そんなことを言ってるのは、俺が今まさに現在進行形で恋をしているから!



「涯くーん!」



3歳年下の工藤涯くん。髪は爽やかな短髪で、顔に大きな火傷跡があるのが特徴的。
大体教室ではいつも1人。時々隣のクラスの…石原だっけ?石原と行動を共にしている。後、赤木しげるともよく一緒にいる。
石原はまだいいけど、赤木しげるは嫌いだからあんまり一緒にいて欲しくない。




「…宇海先輩」



俺の声に振り向いた涯くん。若干嫌そうに見えるのは気のせいかな?



「“先輩”は止めろよ!零でいいって」
「いや…でも先輩ですし」
「敬語もなしっ!」



涯くんは、俺のことを先輩と呼んだり敬語で話したり、マナーをきちんと心得てる。さすがは涯くん!
でもね涯くん、気にしなくていいって言ったのこれで24回目なんだぜ?いい加減気にせず俺と話してよ!



「はあ…」



溜め息を吐いて、俺に背を向ける涯くん。
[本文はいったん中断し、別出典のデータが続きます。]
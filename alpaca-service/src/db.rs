//! Database Connection Pool Module
//!
//! PostgreSQL document store and user directory over a deadpool-postgres
//! pool. Records live in one table, `instruction_records`; soft-deleted rows
//! stay in it with `deleted = TRUE` until purged.

use std::collections::BTreeMap;
use std::time::Duration;

use alpaca_core::{
    AlpacaError, AlpacaResult, EntityType, GroupField, InstructionRecord, ListQuery,
    RecordFilter, RecordId, RecordStatus, RecordUpdate, Role, StatusCode, StorageError,
    Timestamp, UserAccount, UserId, UserQuery,
};
use alpaca_storage::{InstructionStore, UserDirectory};
use async_trait::async_trait;
use deadpool_postgres::{Config, ManagerConfig, Pool, PoolConfig, RecyclingMethod, Runtime};
use tokio_postgres::types::ToSql;
use tokio_postgres::{IsolationLevel, NoTls, Row};
use uuid::Uuid;

use crate::error::{ServiceError, ServiceResult};

// ============================================================================
// CONNECTION POOL CONFIGURATION
// ============================================================================

/// Database connection pool configuration.
#[derive(Debug, Clone)]
pub struct DbConfig {
    /// PostgreSQL host
    pub host: String,
    /// PostgreSQL port
    pub port: u16,
    /// Database name
    pub dbname: String,
    /// Database user
    pub user: String,
    /// Database password
    pub password: String,
    /// Maximum pool size
    pub max_size: usize,
    /// How long to wait for a free connection
    pub timeout: Duration,
}

impl Default for DbConfig {
    fn default() -> Self {
        Self {
            host: "localhost".to_string(),
            port: 5432,
            dbname: "alpaca".to_string(),
            user: "postgres".to_string(),
            password: "".to_string(),
            max_size: 16,
            timeout: Duration::from_secs(30),
        }
    }
}

impl DbConfig {
    /// Create a new database configuration from environment variables.
    pub fn from_env() -> Self {
        Self {
            host: std::env::var("ALPACA_DB_HOST").unwrap_or_else(|_| "localhost".to_string()),
            port: std::env::var("ALPACA_DB_PORT")
                .ok()
                .and_then(|s| s.parse().ok())
                .unwrap_or(5432),
            dbname: std::env::var("ALPACA_DB_NAME").unwrap_or_else(|_| "alpaca".to_string()),
            user: std::env::var("ALPACA_DB_USER").unwrap_or_else(|_| "postgres".to_string()),
            password: std::env::var("ALPACA_DB_PASSWORD").unwrap_or_default(),
            max_size: std::env::var("ALPACA_DB_POOL_SIZE")
                .ok()
                .and_then(|s| s.parse().ok())
                .unwrap_or(16),
            timeout: Duration::from_secs(
                std::env::var("ALPACA_DB_TIMEOUT")
                    .ok()
                    .and_then(|s| s.parse().ok())
                    .unwrap_or(30),
            ),
        }
    }

    /// Create a connection pool from this configuration.
    pub fn create_pool(&self) -> ServiceResult<Pool> {
        let mut cfg = Config::new();
        cfg.host = Some(self.host.clone());
        cfg.port = Some(self.port);
        cfg.dbname = Some(self.dbname.clone());
        cfg.user = Some(self.user.clone());
        cfg.password = Some(self.password.clone());

        cfg.manager = Some(ManagerConfig {
            recycling_method: RecyclingMethod::Fast,
        });

        let mut pool_cfg = PoolConfig::new(self.max_size);
        pool_cfg.timeouts.wait = Some(self.timeout);
        cfg.pool = Some(pool_cfg);

        cfg.create_pool(Some(Runtime::Tokio1), NoTls).map_err(|e| {
            ServiceError::operation_failed(format!("Failed to create pool: {}", e))
        })
    }
}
そして歩き出し、俺もそれを追いかけた。すると、涯くんはなぜか足を止めた。



「先輩、何か用ですか」
「ん?一緒に帰ろうよ!」
「はぁ…?」
「涯くんいつも1人で帰ってて危ないしさ、2人で帰れば安全だろ」



って言うのは建前で。もちろん涯くんが危ないってのもあるよ。涯くんが知らない奴に襲われたりしたら嫌だし。でもね、それ以上に一緒にいたいってのもあるんだ。
だって涯くんのことが大好きだから!



「嫌です」
「え」
「俺1人が好きなんですよ。心配してくださってありがとうございます。それじゃ…」



涯くんは走り出した。



「(もう涯くんったら…照れなくたっていいのに…!)」



普通の人だったらショックを受けて、そこで諦めるかもしれない。でも俺は違う。
努力した者は報われるって言うだろ?
涯くんが身に沁みるほど、俺は涯くんを愛し続けるよ。

だって涯くんに恋をしているから!




愛して、愛して、恋をして!
(…っ先輩…分かりました…一緒に帰りましょう…っ)

ほらね、報われるだろ?ああ、走りすぎて疲れた。






     * * *

365日毎日恋をする宇海さん。24時間ずっと恋をする宇海さん。
いつだって涯くんのことを考えてると思います。涯くん人形とか持ってたらこわい。